■ **Required work**
Only one stretch of the data below is wanted: the lines starting at the one with "T: Default +" and ending at the one with "serializer: S) ->", both included, given again exactly.

BEGIN Provided records

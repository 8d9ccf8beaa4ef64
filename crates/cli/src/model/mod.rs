// SPDX-License-Identifier: MIT
// Copyright (c) 2026 Alfred Jean LLC

//! Canonical test report model.
//!
//! Every framework dialect is normalized into [`Report`] → [`Suite`] → [`Test`].
//! Summaries are always derived bottom-up from tests; they are never merged
//! field-by-field across mismatched children.

mod env;
mod identity;
mod merge;
mod reshape;

pub use env::CiEnv;
pub use identity::{ROOT_NAMESPACE, child_id, root_id};
pub use merge::should_replace;

use std::collections::BTreeMap;
use std::time::Duration;

use serde::{Deserialize, Deserializer, Serialize};

/// Free-form suite properties (`<property name=".." value=".."/>`).
pub type Properties = BTreeMap<String, String>;

/// Outcome of a single test.
#[derive(Debug, Clone, Copy, Default, PartialEq, Eq, Hash, Serialize, Deserialize)]
#[serde(rename_all = "lowercase")]
pub enum State {
    #[default]
    Passed,
    Failed,
    Error,
    Skipped,
    Disabled,
}

/// Whether interpretation of a report succeeded.
#[derive(Debug, Clone, Copy, Default, PartialEq, Eq, Serialize, Deserialize)]
#[serde(rename_all = "lowercase")]
pub enum Status {
    #[default]
    Success,
    Error,
}

/// Failure or error detail attached to a test.
#[derive(Debug, Clone, Default, PartialEq, Eq, Serialize, Deserialize)]
#[serde(default)]
pub struct Detail {
    pub message: String,
    #[serde(rename = "type")]
    pub kind: String,
    pub body: String,
}

/// Aggregated counters.
#[derive(Debug, Clone, Copy, Default, PartialEq, Eq, Serialize, Deserialize)]
#[serde(default)]
pub struct Summary {
    pub total: u64,
    pub passed: u64,
    pub skipped: u64,
    pub error: u64,
    pub failed: u64,
    pub disabled: u64,
    #[serde(with = "nanos")]
    pub duration: Duration,
}

impl Summary {
    /// Count one test in the bucket matching its state.
    pub fn record(&mut self, state: State) {
        self.total += 1;
        match state {
            State::Passed => self.passed += 1,
            State::Failed => self.failed += 1,
            State::Error => self.error += 1,
            State::Skipped => self.skipped += 1,
            State::Disabled => self.disabled += 1,
        }
    }

    /// Field-wise sum, saturating at the maximum.
    pub fn merge(&mut self, other: &Summary) {
        self.total = self.total.saturating_add(other.total);
        self.passed = self.passed.saturating_add(other.passed);
        self.skipped = self.skipped.saturating_add(other.skipped);
        self.error = self.error.saturating_add(other.error);
        self.failed = self.failed.saturating_add(other.failed);
        self.disabled = self.disabled.saturating_add(other.disabled);
        self.duration = self.duration.saturating_add(other.duration);
    }
}

/// A single test case outcome.
#[derive(Debug, Clone, Default, PartialEq, Eq, Serialize, Deserialize)]
#[serde(default, rename_all = "camelCase")]
pub struct Test {
    pub id: String,
    pub file: String,
    pub classname: String,
    pub package: String,
    pub name: String,
    #[serde(with = "nanos")]
    pub duration: Duration,
    pub state: State,
    pub failure: Option<Detail>,
    pub error: Option<Detail>,
    pub system_out: String,
    pub system_err: String,
    /// Job metadata captured when the test was interpreted.
    #[serde(rename = "semaphore_env")]
    pub env: Option<CiEnv>,
}

impl Test {
    pub fn new(name: impl Into<String>) -> Self {
        Self {
            name: name.into(),
            ..Self::default()
        }
    }

    pub fn with_classname(mut self, classname: impl Into<String>) -> Self {
        self.classname = classname.into();
        self
    }

    pub fn with_duration(mut self, duration: Duration) -> Self {
        self.duration = duration;
        self
    }

    pub fn with_state(mut self, state: State) -> Self {
        self.state = state;
        self
    }

    /// Mark as failed with the given detail.
    pub fn with_failure(mut self, failure: Detail) -> Self {
        self.state = State::Failed;
        self.failure = Some(failure);
        self
    }

    /// Mark as errored with the given detail.
    pub fn with_error(mut self, error: Detail) -> Self {
        self.state = State::Error;
        self.error = Some(error);
        self
    }
}

/// A group of tests, mapped from a framework's `<testsuite>`.
#[derive(Debug, Clone, Default, PartialEq, Eq, Serialize, Deserialize)]
#[serde(default, rename_all = "camelCase")]
pub struct Suite {
    pub id: String,
    pub name: String,
    pub is_skipped: bool,
    pub is_disabled: bool,
    pub timestamp: String,
    pub hostname: String,
    pub package: String,
    #[serde(deserialize_with = "null_default")]
    pub tests: Vec<Test>,
    #[serde(deserialize_with = "null_default")]
    pub properties: Properties,
    pub summary: Summary,
    pub system_out: String,
    pub system_err: String,
}

impl Suite {
    pub fn new(name: impl Into<String>) -> Self {
        Self {
            name: name.into(),
            ..Self::default()
        }
    }

    /// Builder: append a test (does not re-aggregate).
    pub fn with_test(mut self, test: Test) -> Self {
        self.tests.push(test);
        self
    }

    /// Recompute the summary from the current tests.
    ///
    /// A previously known duration larger than the sum of test durations is
    /// kept: frameworks report suite setup/teardown time that belongs to no
    /// single test.
    pub fn aggregate(&mut self) {
        let mut summary = Summary::default();

        for test in &self.tests {
            summary.record(test.state);
            summary.duration = summary.duration.saturating_add(test.duration);
        }

        if self.summary.duration > summary.duration {
            summary.duration = self.summary.duration;
        }

        self.summary = summary;
    }
}

/// Canonical, normalized result of one interpreted report file.
#[derive(Debug, Clone, Default, PartialEq, Eq, Serialize, Deserialize)]
#[serde(default, rename_all = "camelCase")]
pub struct Report {
    pub id: String,
    pub name: String,
    pub framework: String,
    pub is_disabled: bool,
    #[serde(deserialize_with = "null_default")]
    pub suites: Vec<Suite>,
    pub summary: Summary,
    pub status: Status,
    pub status_message: String,
}

impl Report {
    pub fn new(name: impl Into<String>, framework: impl Into<String>) -> Self {
        Self {
            name: name.into(),
            framework: framework.into(),
            ..Self::default()
        }
    }

    /// A report whose interpretation failed. It carries no suites.
    pub fn errored(
        name: impl Into<String>,
        framework: impl Into<String>,
        message: impl Into<String>,
    ) -> Self {
        let mut report = Self::new(name, framework);
        report.status = Status::Error;
        report.status_message = message.into();
        report.assign_ids();
        report
    }

    /// Builder: append a suite (does not re-aggregate).
    pub fn with_suite(mut self, suite: Suite) -> Self {
        self.suites.push(suite);
        self
    }

    pub fn is_error(&self) -> bool {
        self.status == Status::Error
    }

    /// Re-aggregate every suite, then sum them.
    pub fn aggregate(&mut self) {
        let mut summary = Summary::default();

        for suite in &mut self.suites {
            suite.aggregate();
            summary.merge(&suite.summary);
        }

        self.summary = summary;
    }
}

/// Top-level set of reports, as exchanged in results JSON.
#[derive(Debug, Clone, Default, PartialEq, Eq, Serialize, Deserialize)]
pub struct Collection {
    #[serde(rename = "testResults", default, deserialize_with = "null_default")]
    pub reports: Vec<Report>,
}

impl Collection {
    pub fn new() -> Self {
        Self::default()
    }

    pub fn is_empty(&self) -> bool {
        self.reports.is_empty()
    }

    /// Sum of every report summary.
    pub fn summary(&self) -> Summary {
        let mut summary = Summary::default();
        for report in &self.reports {
            summary.merge(&report.summary);
        }
        summary
    }
}

impl From<Report> for Collection {
    fn from(report: Report) -> Self {
        Self {
            reports: vec![report],
        }
    }
}

/// Read `null` as the type's default.
fn null_default<'de, D, T>(deserializer: D) -> Result<T, D::Error>
where
    D: Deserializer<'de>,
    T: Default + Deserialize<'de>,
{
    Ok(Option::<T>::deserialize(deserializer)?.unwrap_or_default())
}

/// Durations on the wire are integer nanoseconds.
mod nanos {
    use std::time::Duration;

    use serde::{Deserialize, Deserializer, Serializer};

    pub fn serialize<S: Serializer>(duration: &Duration, serializer: S) -> Result<S::Ok, S::Error> {
        serializer.serialize_u64(u64::try_from(duration.as_nanos()).unwrap_or(u64::MAX))
    }

    pub fn deserialize<'de, D: Deserializer<'de>>(deserializer: D) -> Result<Duration, D::Error> {
        let nanos = i64::deserialize(deserializer)?;
        Ok(Duration::from_nanos(u64::try_from(nanos).unwrap_or(0)))
    }
}

#[cfg(test)]
#[path = "mod_tests.rs"]
mod tests;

END Provided records

■ **Task response**
    T: Default + Deserialize<'de>,
{
    Ok(Option::<T>::deserialize(deserializer)?.unwrap_or_default())
}

/// Durations on the wire are integer nanoseconds.
mod nanos {
    use std::time::Duration;

    use serde::{Deserialize, Deserializer, Serializer};

    pub fn serialize<S: Serializer>(duration: &Duration, serializer: S) -> Result<S::Ok, S::Error> {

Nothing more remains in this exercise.